Step 131 involves the identification of the transactional functions
and, again, assigning an Average (or Estimated) Weight (AW) to each
one. Step 141 involves the calculation of the estimated Unadjusted
Function Point UFP.sub.(AW)--this is equal to the sum or the values
arrived at in Steps 121 and 131. Similar to the budgeting process,
the VAF is determined (Step 150), and then Step 161 is
accomplished, which is the arrival at the Adjusted Function Point
(calculated as an estimate by AW). This AFP.sub.(EST, AW) is the
UFP.sub.(AW) multiplied by the VAF, which in standard notation is:
<AFP.sub.(EST, AW)>=<UFP.sub.(AW)><V- AF>.
[0015] FIG. 6 is a flow diagram that details an alternative
estimating process to arrive at software application size. In this
case, Step 122 replaces Step 121--the technician simply identifies
the logical collections of data. Next the technician calculates the
typical transactional function usage factor (Step 132), which is an
average measure of the complexity and frequency of the various
transactional functions. Next, the technician will conduct Step
142, which is to calculate the Typical Unadjusted Function Point,
UFP.sub.(TYP)--this is equal to the value arrived at in Step 122
multiplied by the value arrived at in Step 132. After determining
the VAF, Step 162 is conducted, which is the calculation of the
Adjusted Function Point (estimated by typical transactions). This
AFP.sub.(EST,TYP) equals the UFP.sub.(TYP) multiplied by the VAF.
There is no rule as to which estimating process is used, however,
it should be apparent that the process depicted in FIG. 6 is a
simplification of that used in FIG. 5.
[0016] FIG. 7 depicts how the estimating counting process might be
viewed in a global or generic sense. FIG. 7 is a summary flow
diagram of a conventional software application estimating process,
provided so that we might later explain the advancements of the
present invention. As can be seen, first the detailed requirements
are submitted and/or revised (Step 91). Many times, the next step
is to create or revise the software design (Step 92), however, it
must be understood that this step is optional, and at times is not
executed (meaning that the estimated count is conducted without a
design for the final product). Once the design is complete, and
within the context of an iterated software development process, the
application boundary is established and the pertinent
characteristics assigned (Steps 110 through 132), and then the
estimated Adjusted Function Point Count is calculated (Steps 141
through 162, above). These steps are repeated as needed for new
submissions or additions of requirements.
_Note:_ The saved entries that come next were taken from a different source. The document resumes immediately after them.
// Shroud - Reversible anonymization of sensitive text
// Copyright (c) 2025 Shroud Contributors
// Licensed under the MIT License

use clap::Parser;
use shroud::cli::{Cli, Commands};
use shroud::config::{load_config_or_default, ShroudConfig};
use shroud::logging::init_logging;
use std::process;

#[tokio::main]
async fn main() {
    // Load environment variables from .env file if present
    let _ = dotenvy::dotenv();

    let cli = Cli::parse();

    // init runs before any configuration exists
    let config = match &cli.command {
        Commands::Init(_) => ShroudConfig::default(),
        _ => match load_config_or_default(cli.config.as_deref()) {
            Ok(config) => config,
            Err(e) => {
                eprintln!("❌ Failed to load configuration");
                eprintln!("   Error: {e}");
                process::exit(2);
            }
        },
    };

    let log_level = cli
        .log_level
        .as_deref()
        .unwrap_or(&config.application.log_level);

    // Keep the guard alive so the file writer flushes on exit
    let logging_guard = match init_logging(log_level, &config.logging) {
        Ok(guard) => guard,
        Err(e) => {
            eprintln!("Failed to initialize logging: {e}");
            process::exit(5);
        }
    };

    tracing::debug!(version = env!("CARGO_PKG_VERSION"), "Shroud starting");

    let exit_code = match execute_command(&cli, &config).await {
        Ok(code) => code,
        Err(e) => {
            tracing::error!(error = %e, "Command execution failed");
            eprintln!("Error: {e:#}");
            5
        }
    };

    drop(logging_guard);
    process::exit(exit_code);
}

/// Execute the CLI command
async fn execute_command(cli: &Cli, config: &ShroudConfig) -> anyhow::Result<i32> {
    match &cli.command {
        Commands::Init(args) => args.execute().await,
        Commands::Anonymize(args) => args.execute(config).await,
        Commands::Detect(args) => args.execute(config).await,
        Commands::ValidateRules(args) => args.execute(config).await,
        Commands::Restore(args) => args.execute(config).await,
        Commands::Mappings(args) => args.execute(config).await,
    }
}
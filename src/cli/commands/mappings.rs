//! Mappings command implementation
//!
//! Lists the persisted token mappings with masked literals, or clears them.

use crate::anonymization::report::mask_literal;
use crate::anonymization::AnonymizationEngine;
use crate::config::ShroudConfig;
use clap::Args;

/// Arguments for the mappings command
#[derive(Args, Debug)]
pub struct MappingsArgs {
    /// Remove all mappings and reset the counters
    #[arg(long, conflicts_with = "reveal")]
    pub clear: bool,

    /// Print the literals in clear text
    #[arg(long)]
    pub reveal: bool,

    /// Print as JSON (token -> literal)
    #[arg(long)]
    pub json: bool,
}

impl MappingsArgs {
    /// Execute the mappings command
    pub async fn execute(&self, config: &ShroudConfig) -> anyhow::Result<i32> {
        let engine = match AnonymizationEngine::from_config(config) {
            Ok(engine) => engine,
            Err(e) => {
                eprintln!("❌ Failed to load token mappings");
                eprintln!("   Error: {e}");
                return Ok(2);
            }
        };
        let tokens = engine.token_manager();

        if self.clear {
            let count = tokens.len();
            tokens.clear();
            println!("✅ Cleared {count} mapping(s)");
            return Ok(0);
        }

        let entries: Vec<(String, String)> = tokens
            .reverse_mappings()
            .into_iter()
            .map(|(token, literal)| {
                let shown = if self.reveal {
                    literal
                } else {
                    mask_literal(&literal)
                };
                (token, shown)
            })
            .collect();

        if self.json {
            let map: std::collections::BTreeMap<_, _> = entries.into_iter().collect();
            println!("{}", serde_json::to_string_pretty(&map)?);
            return Ok(0);
        }

        if entries.is_empty() {
            println!("No mappings");
            return Ok(0);
        }

        println!("🔑 {} mapping(s)", entries.len());
        if let Some(scope) = tokens.scope() {
            println!("   Scope: {scope}");
        }
        println!();
        for (token, literal) in entries {
            println!("  {token:30} {literal}");
        }
        Ok(0)
    }
}
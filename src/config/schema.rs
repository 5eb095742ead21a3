//! Configuration schema types
//!
//! Every section and key has a default, so an empty file is a valid
//! configuration.

use serde::{Deserialize, Serialize};
use std::path::PathBuf;

/// Main Shroud configuration
///
/// This is the root configuration structure that maps to the TOML file.
#[derive(Debug, Clone, Default, PartialEq, Serialize, Deserialize)]
pub struct ShroudConfig {
    /// Application-level settings
    #[serde(default)]
    pub application: ApplicationConfig,

    /// Rule sources and matching behavior
    #[serde(default)]
    pub rules: RulesConfig,

    /// Token state persistence
    #[serde(default)]
    pub state: StateConfig,

    /// Logging configuration
    #[serde(default)]
    pub logging: LoggingConfig,

    /// Audit log configuration
    #[serde(default)]
    pub audit: AuditConfig,
}

impl ShroudConfig {
    /// Validates the configuration
    ///
    /// # Errors
    ///
    /// Returns an error if any configuration values are invalid
    pub fn validate(&self) -> Result<(), String> {
        self.application.validate()?;
        self.rules.validate()?;
        self.state.validate()?;
        self.logging.validate()?;
        self.audit.validate()?;

        if self.state.enabled && self.state.path == self.rules.rulesheet {
            return Err("state.path must differ from rules.rulesheet".to_string());
        }
        Ok(())
    }
}

/// Application-level configuration
#[derive(Debug, Clone, PartialEq, Serialize, Deserialize)]
pub struct ApplicationConfig {
    /// Log level (trace, debug, info, warn, error)
    #[serde(default = "default_log_level")]
    pub log_level: String,
}

impl ApplicationConfig {
    fn validate(&self) -> Result<(), String> {
        let valid_levels = ["trace", "debug", "info", "warn", "error"];
        if !valid_levels.contains(&self.log_level.as_str()) {
            return Err(format!(
                "Invalid log_level '{}'. Must be one of: {}",
                self.log_level,
                valid_levels.join(", ")
            ));
        }
        Ok(())
    }
}

impl Default for ApplicationConfig {
    fn default() -> Self {
        Self {
            log_level: default_log_level(),
        }
    }
}

/// Rule configuration
#[derive(Debug, Clone, PartialEq, Serialize, Deserialize)]
pub struct RulesConfig {
    /// JSON rulesheet with project rules
    #[serde(default = "default_rulesheet")]
    pub rulesheet: PathBuf,

    /// Apply the built-in rule library ahead of the rulesheet
    #[serde(default = "default_true")]
    pub include_builtin: bool,

    /// Block anonymization when a pattern fails at runtime. Turning this
    /// off lets the other rules' output through with the failure reported.
    #[serde(default = "default_true")]
    pub strict_matching: bool,
}

impl RulesConfig {
    fn validate(&self) -> Result<(), String> {
        if self.rulesheet.as_os_str().is_empty() {
            return Err("rules.rulesheet cannot be empty".to_string());
        }
        Ok(())
    }
}

impl Default for RulesConfig {
    fn default() -> Self {
        Self {
            rulesheet: default_rulesheet(),
            include_builtin: true,
            strict_matching: true,
        }
    }
}

/// Token state configuration
#[derive(Debug, Clone, PartialEq, Serialize, Deserialize)]
pub struct StateConfig {
    /// Persist mappings between runs
    #[serde(default = "default_true")]
    pub enabled: bool,

    /// JSON state file
    #[serde(default = "default_state_path")]
    pub path: PathBuf,

    /// Discard persisted mappings created under a different rulesheet
    #[serde(default = "default_true")]
    pub reset_on_rulesheet_switch: bool,
}

impl StateConfig {
    fn validate(&self) -> Result<(), String> {
        if self.enabled && self.path.as_os_str().is_empty() {
            return Err("state.path cannot be empty when state is enabled".to_string());
        }
        Ok(())
    }
}

impl Default for StateConfig {
    fn default() -> Self {
        Self {
            enabled: true,
            path: default_state_path(),
            reset_on_rulesheet_switch: true,
        }
    }
}

/// Logging configuration
#[derive(Debug, Clone, PartialEq, Serialize, Deserialize)]
pub struct LoggingConfig {
    /// Enable local JSON file logging
    #[serde(default)]
    pub local_enabled: bool,

    /// Local log directory
    #[serde(default = "default_local_path")]
    pub local_path: String,

    /// Log rotation strategy
    #[serde(default = "default_local_rotation")]
    pub local_rotation: String,
}

impl LoggingConfig {
    fn validate(&self) -> Result<(), String> {
        let valid_rotations = ["daily", "hourly", "never"];
        if !valid_rotations.contains(&self.local_rotation.as_str()) {
            return Err(format!(
                "Invalid logging.local_rotation '{}'. Must be one of: {}",
                self.local_rotation,
                valid_rotations.join(", ")
            ));
        }

        if self.local_enabled && self.local_path.trim().is_empty() {
            return Err("logging.local_path cannot be empty when local logging is enabled".to_string());
        }

        Ok(())
    }
}

impl Default for LoggingConfig {
    fn default() -> Self {
        Self {
            local_enabled: false,
            local_path: default_local_path(),
            local_rotation: default_local_rotation(),
        }
    }
}

/// Audit log configuration
#[derive(Debug, Clone, PartialEq, Serialize, Deserialize)]
pub struct AuditConfig {
    /// Record every anonymization call
    #[serde(default)]
    pub enabled: bool,

    /// Audit log file
    #[serde(default = "default_audit_log_path")]
    pub log_path: PathBuf,

    /// JSON lines instead of plain text
    #[serde(default = "default_true")]
    pub json_format: bool,
}

impl AuditConfig {
    fn validate(&self) -> Result<(), String> {
        if self.enabled && self.log_path.as_os_str().is_empty() {
            return Err("audit.log_path cannot be empty when audit is enabled".to_string());
        }
        Ok(())
    }
}

impl Default for AuditConfig {
    fn default() -> Self {
        Self {
            enabled: false,
            log_path: default_audit_log_path(),
            json_format: true,
        }
    }
}

// Default value functions
fn default_log_level() -> String {
    "info".to_string()
}

fn default_true() -> bool {
    true
}

fn default_rulesheet() -> PathBuf {
    PathBuf::from(".shroud/rules.json")
}

fn default_state_path() -> PathBuf {
    PathBuf::from(".shroud/state.json")
}

fn default_local_path() -> String {
    ".shroud/logs".to_string()
}

fn default_local_rotation() -> String {
    "daily".to_string()
}

fn default_audit_log_path() -> PathBuf {
    PathBuf::from(".shroud/audit.log")
}

#[cfg(test)]
mod tests {
    use super::*;

    #[test]
    fn test_empty_document_uses_defaults() {
        let config: ShroudConfig = toml::from_str("").unwrap();
        assert_eq!(config, ShroudConfig::default());
        assert!(config.validate().is_ok());
        assert!(config.rules.include_builtin);
        assert!(config.rules.strict_matching);
        assert!(config.state.reset_on_rulesheet_switch);
    }

    #[test]
    fn test_application_config_validation() {
        let mut config = ApplicationConfig::default();
        assert!(config.validate().is_ok());

        config.log_level = "invalid".to_string();
        assert!(config.validate().is_err());
    }

    #[test]
    fn test_logging_rotation_validation() {
        let mut config = LoggingConfig::default();
        config.local_rotation = "hourly".to_string();
        assert!(config.validate().is_ok());

        config.local_rotation = "size".to_string();
        assert!(config.validate().is_err());
    }

    #[test]
    fn test_state_path_must_differ_from_rulesheet() {
        let mut config = ShroudConfig::default();
        config.state.path = config.rules.rulesheet.clone();
        assert!(config.validate().is_err());

        config.state.enabled = false;
        assert!(config.validate().is_ok());
    }

    #[test]
    fn test_audit_requires_path() {
        let mut config = AuditConfig {
            enabled: true,
            log_path: PathBuf::new(),
            json_format: true,
        };
        assert!(config.validate().is_err());

        config.enabled = false;
        assert!(config.validate().is_ok());
    }
}
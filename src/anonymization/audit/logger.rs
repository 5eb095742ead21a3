//! Audit logger for anonymization calls

use crate::anonymization::engine::AnonymizationResult;
use crate::domain::context::ResultExt;
use crate::domain::Result;
use serde::Serialize;
use sha2::{Digest, Sha256};
use std::collections::BTreeMap;
use std::fs::OpenOptions;
use std::io::Write;
use std::path::{Path, PathBuf};

/// Audit log entry
#[derive(Debug, Serialize)]
struct AuditLogEntry<'a> {
    timestamp: String,
    total_matches: usize,
    per_pattern_counts: &'a BTreeMap<String, usize>,
    processing_time_ms: u64,
    tokens: Vec<AuditToken>,
}

/// Issued token with the hash of its literal
#[derive(Debug, Serialize)]
struct AuditToken {
    token: String,
    /// SHA-256 of the literal (never log plaintext)
    literal_hash: String,
}

/// Append-only audit log
#[derive(Debug)]
pub struct AuditLogger {
    log_path: PathBuf,
    json_format: bool,
    enabled: bool,
}

impl AuditLogger {
    /// Create a new audit logger
    pub fn new(log_path: PathBuf, json_format: bool, enabled: bool) -> Result<Self> {
        if enabled {
            if let Some(parent) = log_path.parent() {
                if !parent.as_os_str().is_empty() {
                    std::fs::create_dir_all(parent).with_context(|| {
                        format!("Failed to create audit log directory: {}", parent.display())
                    })?;
                }
            }
        }

        Ok(Self {
            log_path,
            json_format,
            enabled,
        })
    }

    pub fn log_path(&self) -> &Path {
        &self.log_path
    }

    /// Record one anonymization call
    pub fn log_anonymization(&self, result: &AnonymizationResult) -> Result<()> {
        if !self.enabled {
            return Ok(());
        }

        let entry = AuditLogEntry {
            timestamp: result.timestamp.to_rfc3339(),
            total_matches: result.stats.total_matches,
            per_pattern_counts: &result.stats.per_pattern_counts,
            processing_time_ms: result.processing_time_ms,
            tokens: result
                .mappings
                .iter()
                .map(|(literal, token)| AuditToken {
                    token: token.clone(),
                    literal_hash: hash_literal(literal),
                })
                .collect(),
        };

        self.write_entry(&entry)
    }

    fn write_entry(&self, entry: &AuditLogEntry<'_>) -> Result<()> {
        let mut file = OpenOptions::new()
            .create(true)
            .append(true)
            .open(&self.log_path)
            .with_context(|| format!("Failed to open audit log: {}", self.log_path.display()))?;

        if self.json_format {
            let json_line = serde_json::to_string(entry).context("Failed to serialize audit entry")?;
            writeln!(file, "{json_line}").context("Failed to write audit entry")?;
        } else {
            let tokens = entry
                .tokens
                .iter()
                .map(|t| format!("{}={}", t.token, &t.literal_hash[..12]))
                .collect::<Vec<_>>()
                .join(", ");
            writeln!(
                file,
                "[{}] Matches: {} | Tokens: {} | Time: {}ms | {}",
                entry.timestamp,
                entry.total_matches,
                entry.tokens.len(),
                entry.processing_time_ms,
                tokens
            )
            .context("Failed to write audit entry")?;
        }

        Ok(())
    }
}

/// Hex SHA-256 of a literal
pub fn hash_literal(value: &str) -> String {
    let mut hasher = Sha256::new();
    hasher.update(value.as_bytes());
    format!("{:x}", hasher.finalize())
}
//! Domain error types
//!
//! This module defines the error hierarchy for Shroud. Component errors
//! ([`AnonymizationFailure`], [`RoundTripError`]) are defined next to the
//! component that raises them and funnel into [`ShroudError`].
//!
//! None of the messages produced here ever carry a literal value: errors are
//! logged and printed, so they are treated as untrusted output.

use crate::anonymization::engine::AnonymizationFailure;
use crate::anonymization::round_trip::RoundTripError;
use thiserror::Error;

/// Main Shroud error type
#[derive(Debug, Error)]
pub enum ShroudError {
    /// Configuration-related errors
    #[error("Configuration error: {0}")]
    Configuration(String),

    /// Rule loading errors (unreadable or malformed rulesheet)
    #[error("Rule source error: {0}")]
    Rules(String),

    /// Token state persistence errors
    #[error("Persistence error: {0}")]
    Persistence(String),

    /// Fail-closed anonymization failure
    #[error(transparent)]
    Anonymization(#[from] AnonymizationFailure),

    /// Round-trip action failure (message already re-anonymized)
    #[error(transparent)]
    RoundTrip(#[from] RoundTripError),

    /// Rule validation errors
    #[error("Validation error: {0}")]
    Validation(String),

    /// Serialization/deserialization errors
    #[error("Serialization error: {0}")]
    Serialization(String),

    /// I/O errors
    #[error("I/O error: {0}")]
    Io(String),

    /// Generic errors with context
    #[error("{0}")]
    Other(String),
}

impl From<std::io::Error> for ShroudError {
    fn from(err: std::io::Error) -> Self {
        ShroudError::Io(err.to_string())
    }
}

impl From<serde_json::Error> for ShroudError {
    fn from(err: serde_json::Error) -> Self {
        ShroudError::Serialization(err.to_string())
    }
}

impl From<toml::de::Error> for ShroudError {
    fn from(err: toml::de::Error) -> Self {
        ShroudError::Configuration(format!("TOML parse error: {err}"))
    }
}
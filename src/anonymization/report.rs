//! Detection reporting
//!
//! Summarizes a detection pass (no token state touched) for preview: match
//! counts per replacement label, a few masked samples, and warnings about
//! rules that were skipped or failed.

use crate::anonymization::engine::Detection;
use serde::{Deserialize, Serialize};
use std::collections::BTreeMap;

/// Maximum samples kept in a report
const MAX_SAMPLES: usize = 20;

/// Leading characters of a literal left visible in samples
const VISIBLE_PREFIX: usize = 2;

/// Detection report
#[derive(Debug, Clone, Default, Serialize, Deserialize)]
pub struct DetectionReport {
    /// Size of the scanned text in bytes
    pub text_bytes: usize,

    /// Total matches
    pub total_matches: usize,

    /// Matches per replacement label
    pub matches_by_label: BTreeMap<String, usize>,

    /// Masked samples, in text order
    pub samples: Vec<DetectionSample>,

    /// Skipped or failing rules
    pub warnings: Vec<String>,
}

/// One detected span
#[derive(Debug, Clone, Serialize, Deserialize)]
pub struct DetectionSample {
    /// Masked literal
    pub masked: String,
    /// Replacement label of the rule
    pub replacement: String,
    /// Rule pattern
    pub pattern: String,
    /// Byte offsets `[start, end)`
    pub start: usize,
    pub end: usize,
}

impl DetectionReport {
    /// Build a report for a scan of `text_bytes` bytes
    pub fn from_detection(detection: &Detection, text_bytes: usize) -> Self {
        let mut report = Self {
            text_bytes,
            total_matches: detection.matches.len(),
            ..Self::default()
        };

        for m in &detection.matches {
            *report
                .matches_by_label
                .entry(m.replacement.clone())
                .or_insert(0) += 1;
        }

        report.samples = detection
            .matches
            .iter()
            .take(MAX_SAMPLES)
            .map(|m| DetectionSample {
                masked: mask_literal(&m.matched_text),
                replacement: m.replacement.clone(),
                pattern: m.pattern.clone(),
                start: m.start,
                end: m.end,
            })
            .collect();

        for (rule, reason) in &detection.skipped_rules {
            report.add_warning(format!(
                "Rule {} skipped: invalid pattern \"{}\" ({})",
                rule.id, rule.pattern, reason
            ));
        }
        for failure in &detection.failed_patterns {
            report.add_warning(format!(
                "Pattern \"{}\" failed during matching: {}",
                failure.pattern, failure.reason
            ));
        }

        report
    }

    /// Add a warning
    pub fn add_warning(&mut self, warning: String) {
        self.warnings.push(warning);
    }

    /// Format report for console output
    pub fn format_console(&self) -> String {
        let mut output = String::new();

        output.push('\n');
        output.push_str("═══════════════════════════════════════════════════════════════\n");
        output.push_str("                      DETECTION REPORT                         \n");
        output.push_str("═══════════════════════════════════════════════════════════════\n");
        output.push('\n');

        output.push_str("📊 SUMMARY\n");
        output.push_str("───────────────────────────────────────────────────────────────\n");
        output.push_str(&format!("  Text Size:          {} bytes\n", self.text_bytes));
        output.push_str(&format!("  Sensitive Literals: {}\n", self.total_matches));
        output.push('\n');

        if !self.matches_by_label.is_empty() {
            output.push_str("🔍 MATCHES BY REPLACEMENT\n");
            output.push_str("───────────────────────────────────────────────────────────────\n");

            let mut labels: Vec<_> = self.matches_by_label.iter().collect();
            labels.sort_by(|a, b| b.1.cmp(a.1));

            for (label, count) in labels {
                output.push_str(&format!("  {label:30} {count:>5}\n"));
            }
            output.push('\n');
        }

        if !self.samples.is_empty() {
            output.push_str("📝 SAMPLES\n");
            output.push_str("───────────────────────────────────────────────────────────────\n");

            for sample in self.samples.iter().take(10) {
                output.push_str(&format!(
                    "  [{:>6}..{:<6}] {:24} → {}\n",
                    sample.start, sample.end, sample.masked, sample.replacement
                ));
            }
            output.push('\n');
        }

        if !self.warnings.is_empty() {
            output.push_str("⚠️  WARNINGS\n");
            output.push_str("───────────────────────────────────────────────────────────────\n");
            for warning in &self.warnings {
                output.push_str(&format!("  • {warning}\n"));
            }
            output.push('\n');
        }

        output.push_str("═══════════════════════════════════════════════════════════════\n");
        output
    }

    /// Format report as JSON
    pub fn format_json(&self) -> Result<String, serde_json::Error> {
        serde_json::to_string_pretty(self)
    }

    /// Write the JSON report to a file
    pub fn write_to_file(&self, path: &std::path::Path) -> std::io::Result<()> {
        let json = self.format_json().map_err(std::io::Error::other)?;
        std::fs::write(path, json)
    }
}

/// Keep a short prefix, star out the rest
pub fn mask_literal(literal: &str) -> String {
    let len = literal.chars().count();
    if len <= VISIBLE_PREFIX * 2 {
        return "*".repeat(len);
    }

    let prefix: String = literal.chars().take(VISIBLE_PREFIX).collect();
    format!("{prefix}{} ({len} chars)", "*".repeat(6))
}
One should understand
that if a manual Function Point Count is not continuously compared
with the actual software development process, then the variance
between the estimated and actual intrinsic Function Point Count
grows larger. Furthermore, continuous training is necessary to
maintain the inter-rater variance small through the manual Function
Point Counts.
[0017] Now turning to FIG. 8, we can examine how a project count
might be conducted; it is a summary flow diagram of a conventional
project-type count, again presented in order to distinguish it from
the process of the present invention. Similar to FIG. 7, FIG. 8 is
a flow chart of the global or general steps involved or related to
a project count. First, Step 91 is completed (here, no application
design has been completed), after which the application boundary is
defined and the Adjusted Function Point is calculated. Once the
estimated Adjusted Function Point is calculated, Step 170 is
executed, which is the creation of the initial project schedule and
budget. Many times this step is conducted by the project manager
once he or she has worked with the project designer (who has
conducted the previous steps). Once the project schedule and budget
are accomplished, Step 180 is executed, which is to program, test
and complete the various modules of the software application. As
each module or unit is completed, Step 190 is completed, which is
to forecast and/or track the application development against the
schedule developed in Step 170.
[0018] Upon completion of the entire project, Steps 110 through 160
must be re-conducted (and/or reviewed for changes). In other words,
once the designed software application is completed, the actual
Function Point must be recalculated if a final number is desired.
Of course, this calculation is typically done manually, using the
process discussed in connection with FIG. 1. Although there are
several Function Point Counting tools, they only provide a
mechanism for the analysts to record their findings. [IFPUG SITE]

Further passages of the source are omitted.